Le RNA polimerasi e i regolatori trascrizionali eucariotici. Fattori di
trascrizione generali (GTF); formazione del complesso di pre-inizio; il
''mediatore''; (co)attivatori e (co)repressori trascrizionali; l'attivatore Gal4
di Saccharomyces cerevisiae; i regolatori negativi Gal80 e Mig1; gli altri
sistemi trascrizionali eucariotici (RNA pol. I e RNA pol. III); eventi “postinizio”
(capping, splicing, poliadenilazione); Spliceosoma, elementi ESE,
ESS, ISS e la regolazione dello splicing.
Cromatina e nucleosomi; modificazione fisica e chimica della cromatina; i
rimodellatori della cromatina e i modificatori degli istoni (HAT, HDAC,
H M T , H D M T ) ; r u o l i r e g o l a t i v i d e l l a m o d i f i c a z i o n e
(acetilazione/deacetilazione; metilazione/demetilazione) delle code
istoniche; immunoprecipitazione cromatinica (CHIP); controllo
combinatoriale: i regolatori del mating type di Saccharomyces cerevisiae;
telomeri ed effetti regolativi ad essi associati; metilazione del DNA;
isolatori cromatinici ed altri elementi di controllo di ordine superiore.
Enhancer; modalità di controllo degli attivatori trascrizionali; recettori
nucleari; SREBP; Tubby; Notch e APP;
NF-kB; TAT/TAR, Rb e cicline.
Altri processi basati su ''reclutamento regolato'': ubiquitina e degradazione controllata delle proteine; interazione ormone recettore e trasduzione dei segnali a livello nucleare.
Il mondo dei “non-coding RNAs”: miRNA, siRNA, shRNA e “RNA-mediated
gene silencing” e altre forme di interferenza da RNA (RITS).

Bibliografia

Lodish H., Kaiser C.A., Bretscher A., Amon A., Berk A., Krieger M., Ploegh
H., Scott M.P.
MOLECULAR BIOLOGY OF THE CELL (Seventh Edition)
Macmillan Higher Education/Freeman and Company Publishers
Watson J.D., Backer T.A., Bell S. P., Gann A., Levine M., Losick R.
BIOLOGIA MOLECOLARE DEL GENE/MOLECULAR BIOLOGY OF THE GENE
(Sixth Edition)
Zanichelli/CSHL Press; Pearson/Benjamin Cummings Publishers
Ptashne M., Gann A. "GENI E SEGNALI", Ed. Zanichelli
Rassegne, articoli specialistici in lingua inglese e presentazioni
powerpoint di aziende del settore, che verranno messi a disposizione
degli studenti in formato elettronico.

Metodi didattici

Il corso è basato principalmente su lezioni frontali, ma prevede anche
esercizi, la discussione di articoli scientifici originali e alcuni esempi di
analisi dei dati.

Modalità verifica apprendimento

La valutazione dei risultati di apprendimento si basa su una prova orale
che prevede anche la discussione di specifici schemi regolativi, esempi
applicativi, “case-studies” e strategie di “discovery” presentati nel corso.
Verranno così accertate sia le conoscenze biologico-molecolari relative ai
processi di trasferimento/elaborazione dell’informazione genetica presi in
considerazione nel corso, sia la capacità di applicare tali conoscenze alla
risoluzione di problemi di tipo sperimentale.

Altre informazioni

Gli studenti potranno acquisire una conoscenza approfondita di alcuni dei
più importanti processi molecolari e cellulari di elaborazione dell’
informazione genomica eucariotica e delle relative applicazioni,
soprattutto in ambito bio-medico, con particolare riferimento alle
strategie sperimentali post-genomiche utilizzate per la scoperta e la
caratterizzazione funzionale di nuovi composti bio-attivi.

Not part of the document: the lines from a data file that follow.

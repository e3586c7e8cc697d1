use anyhow::Result;
use sitectl_core::{AddonTypeCatalog, InstalledLedger, Inventory, Warning};

/// Installed inventory loaded at most once until explicitly invalidated.
pub struct InventoryCache<'a> {
    ledger: &'a dyn InstalledLedger,
    types: &'a AddonTypeCatalog,
    cached: Option<Inventory>,
}

impl<'a> InventoryCache<'a> {
    pub fn new(ledger: &'a dyn InstalledLedger, types: &'a AddonTypeCatalog) -> Self {
        Self {
            ledger,
            types,
            cached: None,
        }
    }

    /// Load warnings are appended to `warnings` only when the ledger is actually read.
    pub fn load(&mut self, warnings: &mut Vec<Warning>) -> Result<&Inventory> {
        if self.cached.is_none() {
            let loaded = self.ledger.load(self.types)?;
            warnings.extend(loaded.warnings);
            tracing::debug!(
                addons = loaded.value.len(),
                types = loaded.value.types().count(),
                "installed inventory loaded"
            );
            self.cached = Some(loaded.value);
        }
        Ok(self.cached.get_or_insert_with(Inventory::new))
    }

    pub fn invalidate(&mut self) {
        self.cached = None;
    }
}
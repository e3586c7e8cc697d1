use std::collections::BTreeMap;
use std::fs;
use std::path::{Path, PathBuf};
use std::time::Duration;

use anyhow::{Context, Result};
use serde::Deserialize;
use serde_json::{json, Value};
use sitectl_core::{
    full_name, AddonDescriptor, AddonTypeCatalog, Catalog, CatalogMetadata, LevelMask, Loaded,
    ReferenceCatalog, Source, Warning,
};

#[derive(Debug, Deserialize)]
struct CatalogEntry {
    #[serde(rename = "type")]
    addon_type: String,
    name: String,
    #[serde(default)]
    display_name: Option<String>,
    #[serde(default)]
    description: Option<String>,
    #[serde(default, alias = "source")]
    code_source: Option<String>,
    #[serde(default)]
    level: Option<String>,
    #[serde(default)]
    path: Option<String>,
    #[serde(default)]
    version: Option<u64>,
    #[serde(default)]
    release: Option<String>,
    #[serde(default)]
    dependencies: BTreeMap<String, u64>,
}

/// Parses a catalog listing: `{"items": [{"<full_name>": {...}, ...}]}`.
///
/// A top-level or item-level `error` string, or a body without a listing, fails the fetch.
/// Entries that do not parse or name an unknown type are skipped with a warning.
pub fn parse_catalog_response(
    body: &str,
    branch: u32,
    levels: LevelMask,
    types: &AddonTypeCatalog,
) -> Result<Loaded<Catalog>> {
    let value: Value =
        serde_json::from_str(body).context("catalog response is not valid JSON")?;
    if let Some(error) = value.get("error").and_then(Value::as_str) {
        anyhow::bail!("catalog reported an error: {error}");
    }
    let Some(listing) = value
        .get("items")
        .and_then(Value::as_array)
        .and_then(|items| items.first())
        .and_then(Value::as_object)
    else {
        anyhow::bail!("catalog response for branch {branch} has no addon listing");
    };
    if let Some(error) = listing.get("error").and_then(Value::as_str) {
        anyhow::bail!("catalog reported an error: {error}");
    }

    let mut catalog = Catalog::new(branch);
    let mut warnings = Vec::new();
    for (key, raw) in listing {
        let entry = match CatalogEntry::deserialize(raw) {
            Ok(entry) => entry,
            Err(err) => {
                warnings.push(Warning::data(format!(
                    "skipping malformed catalog entry '{key}': {err}"
                )));
                continue;
            }
        };
        let entry_name = full_name(&entry.addon_type, &entry.name);
        if entry_name != *key {
            warnings.push(Warning::data(format!(
                "catalog entry '{key}' describes {entry_name}; using {entry_name}"
            )));
        }
        if !types.contains(&entry.addon_type) {
            warnings.push(Warning::data(format!(
                "catalog entry {entry_name} has unknown addon type '{}'",
                entry.addon_type
            )));
            continue;
        }
        if let Some(level) = entry.level.as_deref() {
            match LevelMask::parse_level(level) {
                Some(mask) if !levels.contains(mask) => continue,
                Some(_) => {}
                None => {
                    warnings.push(Warning::data(format!(
                        "catalog entry {entry_name} has unknown level '{level}'"
                    )));
                    continue;
                }
            }
        }
        catalog.insert(descriptor_from_entry(entry));
    }

    tracing::debug!(branch, addons = catalog.len(), "parsed catalog listing");
    Ok(Loaded {
        value: catalog,
        warnings,
    })
}

fn descriptor_from_entry(entry: CatalogEntry) -> AddonDescriptor {
    let mut addon = AddonDescriptor::new(entry.addon_type, entry.name);
    addon.path = entry.path.map(PathBuf::from);
    addon.metadata = CatalogMetadata {
        display_name: entry.display_name,
        description: entry.description,
        code_source: entry.code_source,
        level: entry.level,
    };
    let facts = addon.facts_mut(Source::Reference);
    facts.version = entry.version;
    facts.release = entry.release;
    facts.dependencies = entry.dependencies;
    addon
}

/// Catalog snapshots kept on disk as `<root>/<branch>.json`.
#[derive(Debug, Clone)]
pub struct FilesystemCatalog {
    root: PathBuf,
    types: AddonTypeCatalog,
}

impl FilesystemCatalog {
    pub fn new(root: impl Into<PathBuf>, types: AddonTypeCatalog) -> Self {
        Self {
            root: root.into(),
            types,
        }
    }

    pub fn root(&self) -> &Path {
        &self.root
    }

    pub fn snapshot_path(&self, branch: u32) -> PathBuf {
        self.root.join(format!("{branch}.json"))
    }
}

impl ReferenceCatalog for FilesystemCatalog {
    fn fetch(&self, levels: LevelMask, branch: u32) -> Result<Loaded<Catalog>> {
        let path = self.snapshot_path(branch);
        let body = fs::read_to_string(&path)
            .with_context(|| format!("failed to read catalog snapshot: {}", path.display()))?;
        parse_catalog_response(&body, branch, levels, &self.types)
            .with_context(|| format!("failed to parse catalog snapshot: {}", path.display()))
    }
}

/// Catalog web service queried with a JSON POST per branch.
pub struct HttpCatalog {
    endpoint: String,
    token: Option<String>,
    types: AddonTypeCatalog,
    client: reqwest::blocking::Client,
}

impl HttpCatalog {
    pub fn new(
        endpoint: impl Into<String>,
        token: Option<String>,
        types: AddonTypeCatalog,
    ) -> Result<Self> {
        let client = reqwest::blocking::Client::builder()
            .user_agent(concat!("sitectl/", env!("CARGO_PKG_VERSION")))
            .timeout(Duration::from_secs(30))
            .build()
            .context("failed to build catalog HTTP client")?;
        Ok(Self {
            endpoint: endpoint.into(),
            token,
            types,
            client,
        })
    }
}

impl ReferenceCatalog for HttpCatalog {
    fn fetch(&self, levels: LevelMask, branch: u32) -> Result<Loaded<Catalog>> {
        let body = json!({
            "data": {
                "branchnum": branch,
                "level": levels.bits(),
                "private": 1,
            }
        });
        let mut request = self.client.post(&self.endpoint).json(&body);
        if let Some(token) = &self.token {
            request = request.bearer_auth(token);
        }

        tracing::debug!(endpoint = %self.endpoint, branch, level = levels.bits(), "querying catalog");
        let response = request
            .send()
            .with_context(|| format!("catalog request to {} failed", self.endpoint))?;
        let status = response.status();
        if !status.is_success() {
            anyhow::bail!("catalog request to {} returned {status}", self.endpoint);
        }
        let text = response
            .text()
            .with_context(|| format!("failed to read catalog response from {}", self.endpoint))?;
        parse_catalog_response(&text, branch, levels, &self.types)
    }
}
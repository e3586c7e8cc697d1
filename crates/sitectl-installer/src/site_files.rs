use std::fs;
use std::path::{Component, Path, PathBuf};
use std::process::Command;

use anyhow::{anyhow, Context, Result};

use crate::fs_utils::remove_path_if_exists;
use crate::process::run_command;

pub trait SiteFiles {
    /// Relative paths are taken from the site root.
    fn delete_directories(&self, paths: &[PathBuf]) -> Result<()>;
    fn archive_directory(&self, source: &Path, archive: &Path) -> Result<()>;
    fn write_snapshot(&self, path: &Path, contents: &str) -> Result<()>;
    fn exists(&self, path: &Path) -> bool;
}

/// Site file operations confined to one site root.
#[derive(Debug, Clone)]
pub struct LocalSiteFiles {
    dirroot: PathBuf,
}

impl LocalSiteFiles {
    pub fn new(dirroot: impl Into<PathBuf>) -> Self {
        Self {
            dirroot: dirroot.into(),
        }
    }

    /// Resolves `path` under the site root; anything that would land outside it is refused.
    pub fn resolve(&self, path: &Path) -> Result<PathBuf> {
        let resolved = if path.is_absolute() {
            path.to_path_buf()
        } else {
            self.dirroot.join(path)
        };
        let escapes = resolved
            .strip_prefix(&self.dirroot)
            .map(|relative| {
                relative.as_os_str().is_empty()
                    || relative
                        .components()
                        .any(|component| !matches!(component, Component::Normal(_)))
            })
            .unwrap_or(true);
        if escapes {
            return Err(anyhow!(
                "refusing to touch {} outside site root {}",
                resolved.display(),
                self.dirroot.display()
            ));
        }
        Ok(resolved)
    }
}

impl SiteFiles for LocalSiteFiles {
    fn delete_directories(&self, paths: &[PathBuf]) -> Result<()> {
        for path in paths {
            let resolved = self.resolve(path)?;
            if remove_path_if_exists(&resolved)
                .with_context(|| format!("failed to delete {}", resolved.display()))?
            {
                tracing::info!(path = %resolved.display(), "deleted site directory");
            }
        }
        Ok(())
    }

    fn archive_directory(&self, source: &Path, archive: &Path) -> Result<()> {
        let source = self.resolve(source)?;
        let (Some(parent), Some(name)) = (source.parent(), source.file_name()) else {
            return Err(anyhow!("cannot archive {}", source.display()));
        };
        if let Some(archive_parent) = archive.parent() {
            fs::create_dir_all(archive_parent)
                .with_context(|| format!("failed to create {}", archive_parent.display()))?;
        }

        let mut command = Command::new("tar");
        command
            .arg("-czf")
            .arg(archive)
            .arg("-C")
            .arg(parent)
            .arg(name);
        run_command(
            &mut command,
            &format!("failed archiving {} to {}", source.display(), archive.display()),
        )
    }

    fn write_snapshot(&self, path: &Path, contents: &str) -> Result<()> {
        if let Some(parent) = path.parent() {
            fs::create_dir_all(parent)
                .with_context(|| format!("failed to create {}", parent.display()))?;
        }
        fs::write(path, contents)
            .with_context(|| format!("failed to write snapshot: {}", path.display()))
    }

    fn exists(&self, path: &Path) -> bool {
        self.resolve(path)
            .map(|resolved| fs::symlink_metadata(resolved).is_ok())
            .unwrap_or(false)
    }
}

CAPACITA' DI APPLICARE CONOSCENZA E COMPRENSIONE.
Attraverso l’analisi guidata di esperimenti cruciali per la comprensione a
livello molecolare di alcuni dei processi sopra descritti, gli studenti
acquisiranno le competenze di base necessarie per lo studio
sperimentale dei processi biologici di trasferimento ed elaborazione dell’
informazione genetica a livello molecolare e per lo sfruttamento della
genomica come piattaforma di riferimento per la caratterizzazione
funzionale di molecole bioattive e per l’individuazione di nuovi composti.